The crispy tadyang was the star of the meal, dry and fragrant with blobs of creamy fat and tender shreds of beef brisket that came apart at the touch of a fork.

 

The kare-kare was good but a little too healthy for my taste; I’m of the school of thought that believes that a “light” kare-kare is ontologically wrong.

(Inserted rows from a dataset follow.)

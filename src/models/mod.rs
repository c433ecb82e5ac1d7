//! Request and Response models for the webhook server
//!
//! This module defines the DTOs (Data Transfer Objects) used for
//! deserializing incoming updates and serializing HTTP responses.

pub mod responses;
pub mod update;

// Re-export commonly used types
pub use responses::{HealthResponse, StatusResponse};
pub use update::{CallbackQuery, Chat, InlineQuery, Message, Update, UpdateKind, User};
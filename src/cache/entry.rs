//! Cache Entry Module
//!
//! Defines a stored value together with the instant it was written.

use std::time::{Duration, Instant};

// == Cache Entry ==
/// A single cache entry.
#[derive(Debug, Clone)]
pub struct CacheEntry<V> {
    /// The stored value
    pub value: V,
    /// Instant of insertion or last refresh
    pub created_at: Instant,
}

impl<V> CacheEntry<V> {
    // == Constructor ==
    pub fn new(value: V, created_at: Instant) -> Self {
        Self { value, created_at }
    }

    // == Is Expired ==
    /// Checks whether the entry is stale at `now`.
    ///
    /// The entry stays visible while `now - created_at < ttl`, so it expires
    /// the moment the full TTL has elapsed. A `None` TTL never expires.
    pub fn is_expired(&self, ttl: Option<Duration>, now: Instant) -> bool {
        match ttl {
            Some(ttl) => now.saturating_duration_since(self.created_at) >= ttl,
            None => false,
        }
    }
}
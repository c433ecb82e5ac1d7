//! Cache Store Module
//!
//! Unlocked cache engine combining HashMap storage with LRU tracking and
//! lazy TTL expiration. Callers provide the synchronisation; see
//! [`BoundedTimedCache`](crate::cache::BoundedTimedCache) for the shared
//! variant.

use std::collections::HashMap;
use std::hash::Hash;
use std::num::NonZeroUsize;
use std::time::Duration;

use tracing::trace;

use crate::cache::clock::{system_clock, SharedClock};
use crate::cache::{CacheEntry, CacheStats, LruTracker};
use crate::error::CacheError;

// == Cache Store ==
/// Fixed-capacity LRU storage where every entry shares one TTL.
#[derive(Debug)]
pub struct CacheStore<K, V> {
    /// Key-value storage
    entries: HashMap<K, CacheEntry<V>>,
    /// LRU access tracker
    lru: LruTracker<K>,
    /// Performance statistics
    stats: CacheStats,
    /// Maximum number of live entries
    capacity: usize,
    /// Lifetime of every entry; None disables expiry
    ttl: Option<Duration>,
    clock: SharedClock,
}

impl<K, V> CacheStore<K, V>
where
    K: Hash + Eq + Clone,
    V: Clone,
{
    // == Constructor ==
    /// Creates a store on the system clock.
    ///
    /// # Arguments
    /// * `capacity` - Maximum number of entries, must be non-zero
    /// * `ttl` - Lifetime applied to every entry, `None` for no expiry
    pub fn new(capacity: usize, ttl: Option<Duration>) -> Result<Self, CacheError> {
        Self::with_clock(capacity, ttl, system_clock())
    }

    /// Creates a store that reads time from `clock`.
    pub fn with_clock(
        capacity: usize,
        ttl: Option<Duration>,
        clock: SharedClock,
    ) -> Result<Self, CacheError> {
        let capacity = NonZeroUsize::new(capacity).ok_or(CacheError::Capacity)?;
        Ok(Self::from_parts(capacity, ttl, clock))
    }

    /// Creates a store from an already validated capacity.
    pub(crate) fn from_parts(
        capacity: NonZeroUsize,
        ttl: Option<Duration>,
        clock: SharedClock,
    ) -> Self {
        Self {
            entries: HashMap::with_capacity(capacity.get()),
            lru: LruTracker::new(),
            stats: CacheStats::new(),
            capacity: capacity.get(),
            ttl,
            clock,
        }
    }

    // == Set ==
    /// Stores a value, making `key` the most recently used.
    ///
    /// An existing key is replaced and its age reset. A new key inserted
    /// into a full store evicts exactly one entry, the least recently used.
    pub fn set(&mut self, key: K, value: V) {
        let is_overwrite = self.entries.contains_key(&key);

        if !is_overwrite && self.entries.len() >= self.capacity {
            if let Some(evicted) = self.lru.evict_oldest() {
                self.entries.remove(&evicted);
                self.stats.record_eviction();
                trace!(capacity = self.capacity, "Evicted least recently used entry");
            }
        }

        let entry = CacheEntry::new(value, self.clock.now());
        self.entries.insert(key.clone(), entry);
        self.lru.touch(&key);

        self.stats.set_total_entries(self.entries.len());
    }

    // == Get ==
    /// Retrieves a live value and marks it most recently used.
    ///
    /// An expired entry is removed on the spot and reported as a miss.
    pub fn get(&mut self, key: &K) -> Option<V> {
        let Some(entry) = self.entries.get(key) else {
            self.stats.record_miss();
            return None;
        };

        if self.ttl.is_some() && entry.is_expired(self.ttl, self.clock.now()) {
            self.entries.remove(key);
            self.lru.remove(key);
            self.stats.record_expirations(1);
            self.stats.record_miss();
            self.stats.set_total_entries(self.entries.len());
            return None;
        }

        let value = entry.value.clone();
        self.lru.touch(key);
        self.stats.record_hit();
        Some(value)
    }

    // == Remove ==
    /// Drops an entry, returning its value if it was present.
    pub fn remove(&mut self, key: &K) -> Option<V> {
        let entry = self.entries.remove(key)?;
        self.lru.remove(key);
        self.stats.set_total_entries(self.entries.len());
        Some(entry.value)
    }

    // == Cleanup Expired ==
    /// Removes every expired entry. Returns how many were dropped.
    ///
    /// Always 0 for stores without a TTL.
    pub fn cleanup_expired(&mut self) -> usize {
        if self.ttl.is_none() {
            return 0;
        }

        let now = self.clock.now();
        let expired: Vec<K> = self
            .entries
            .iter()
            .filter(|(_, entry)| entry.is_expired(self.ttl, now))
            .map(|(key, _)| key.clone())
            .collect();

        for key in &expired {
            self.entries.remove(key);
            self.lru.remove(key);
        }

        self.stats.record_expirations(expired.len());
        self.stats.set_total_entries(self.entries.len());
        expired.len()
    }

    /// Keys from least to most recently used.
    pub fn keys(&self) -> Vec<K> {
        self.lru.iter().cloned().collect()
    }

    pub fn stats(&self) -> CacheStats {
        let mut stats = self.stats.clone();
        stats.set_total_entries(self.entries.len());
        stats
    }

    pub fn len(&self) -> usize {
        self.entries.len()
    }

    pub fn is_empty(&self) -> bool {
        self.entries.is_empty()
    }

    pub fn capacity(&self) -> usize {
        self.capacity
    }

    pub fn ttl(&self) -> Option<Duration> {
        self.ttl
    }

    /// Checks that storage and recency tracking agree.
    #[cfg(test)]
    pub(crate) fn is_consistent(&self) -> bool {
        self.entries.len() == self.lru.len()
            && self.entries.len() <= self.capacity
            && self.lru.iter().all(|key| self.entries.contains_key(key))
    }
}
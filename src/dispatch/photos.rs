//! Receiver profile photos.
//!
//! Whisper results addressed to a numeric user id show that user's profile
//! photo. The lookup itself belongs to the Bot API client, so the
//! dispatcher only sees it through [`PhotoSource`].

use std::fmt;

use async_trait::async_trait;

use crate::cache::UserId;

/// Looks up the profile photo of a user.
#[async_trait]
pub trait PhotoSource: Send + Sync + fmt::Debug {
    /// File id of the user's first profile photo, `None` when they have none.
    async fn profile_photo(&self, user_id: UserId) -> anyhow::Result<Option<String>>;
}

/// Source used when no Bot API client is configured: nobody has a photo.
#[derive(Debug, Default, Clone, Copy)]
pub struct NoPhotos;

#[async_trait]
impl PhotoSource for NoPhotos {
    async fn profile_photo(&self, _user_id: UserId) -> anyhow::Result<Option<String>> {
        Ok(None)
    }
}
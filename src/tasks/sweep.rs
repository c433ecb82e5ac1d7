//! Expiry Sweep Task
//!
//! Background task that periodically removes expired entries from every
//! cache of a registry. Reads already expire entries lazily; the sweep only
//! reclaims memory held by identities that stopped querying.

use std::time::Duration;

use tokio::task::JoinHandle;
use tokio_util::sync::CancellationToken;
use tracing::{debug, info};

use crate::cache::CacheRegistry;

/// Spawns a task that sweeps `registry` every `interval` until `token` is
/// cancelled.
///
/// # Example
/// ```ignore
/// let token = CancellationToken::new();
/// let handle = spawn_sweep_task(registry.clone(), Duration::from_secs(60), token.clone());
/// // Later, during shutdown:
/// token.cancel();
/// handle.await?;
/// ```
pub fn spawn_sweep_task<V>(
    registry: CacheRegistry<V>,
    interval: Duration,
    token: CancellationToken,
) -> JoinHandle<()>
where
    V: Clone + Send + Sync + 'static,
{
    tokio::spawn(async move {
        info!(interval_secs = interval.as_secs_f64(), "Starting expiry sweep task");

        let mut ticker = tokio::time::interval(interval);
        ticker.set_missed_tick_behavior(tokio::time::MissedTickBehavior::Skip);
        // First tick completes immediately
        ticker.tick().await;

        loop {
            tokio::select! {
                _ = token.cancelled() => {
                    debug!("Expiry sweep task stopped");
                    break;
                }
                _ = ticker.tick() => {}
            }

            let removed = registry.cleanup_expired();
            if removed > 0 {
                info!(removed, identities = registry.len(), "Expiry sweep removed entries");
            } else {
                debug!("Expiry sweep: no expired entries found");
            }
        }
    })
}

#[cfg(test)]
mod tests {
    use super::*;
    use crate::cache::ManualClock;
    use std::sync::Arc;

    const TTL: Duration = Duration::from_secs(10);

    #[tokio::test]
    async fn test_sweep_removes_expired_entries() {
        let clock = Arc::new(ManualClock::new());
        let registry = CacheRegistry::with_clock(100, Some(TTL), clock.clone()).unwrap();

        registry.set_cached_value("user", "stale", 1u32);
        clock.advance(TTL);
        registry.set_cached_value("user", "fresh", 2u32);

        let token = CancellationToken::new();
        let handle = spawn_sweep_task(registry.clone(), Duration::from_millis(10), token.clone());

        tokio::time::sleep(Duration::from_millis(100)).await;

        let stats = registry.stats();
        assert_eq!(stats.total_entries, 1);
        assert_eq!(stats.expirations, 1);

        token.cancel();
        handle.await.unwrap();
    }

    #[tokio::test]
    async fn test_sweep_preserves_valid_entries() {
        let registry = CacheRegistry::new(100, Some(Duration::from_secs(3600))).unwrap();
        registry.set_cached_value("user", "long_lived", "value".to_string());

        let token = CancellationToken::new();
        let handle = spawn_sweep_task(registry.clone(), Duration::from_millis(10), token.clone());

        tokio::time::sleep(Duration::from_millis(50)).await;

        assert_eq!(
            registry.get_cached_value("user", "long_lived").as_deref(),
            Some("value")
        );

        token.cancel();
        handle.await.unwrap();
    }

    #[tokio::test]
    async fn test_sweep_task_stops_on_cancel() {
        let registry: CacheRegistry<u8> = CacheRegistry::new(10, Some(TTL)).unwrap();
        let token = CancellationToken::new();

        let handle = spawn_sweep_task(registry, Duration::from_secs(3600), token.clone());
        token.cancel();

        tokio::time::timeout(Duration::from_secs(1), handle)
            .await
            .expect("sweep task should stop promptly")
            .unwrap();
    }
}
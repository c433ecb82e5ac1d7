//! Worker Pool Module
//!
//! Decouples event ingestion from event processing: producers enqueue
//! items, a fixed set of workers drains them in FIFO order.
//!
//! # Backpressure
//! The queue is unbounded by default. A bounded queue rejects new items
//! with [`PoolError::QueueFull`](crate::error::PoolError::QueueFull) rather
//! than blocking the producer.

mod queue;
mod worker;

pub use worker::{handler_fn, Handler, HandlerFn, PoolStats, WorkerPool};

A proper kare-kare should be so creamy that you can have it with bread, which is what some Pampanga households do, or perhaps did, because I don’t think they lived very long.

 

I’ve been banging on about this for a long time now—but those who open quiet little neighborhood restaurants are under a lot of pressure to gild the lily, or as one of my friends would call it, add “eklavu” to their restaurants to justify their existence (and also have an excuse to jack up the prices).

 

Destination restaurants are an increasingly risky endeavor in a city where getting to a destination takes longer and longer. What we covet is our neighbor’s, or at least what is in our neighborhood.

 

Those in the Pasig area are lucky to have some excellent restaurants that offer good value for money, and among them, Mama Rosa is outstanding.

 

Mama Rosa is at No. 9 East Kapitolyo Drive, Pasig; tel. 9421125.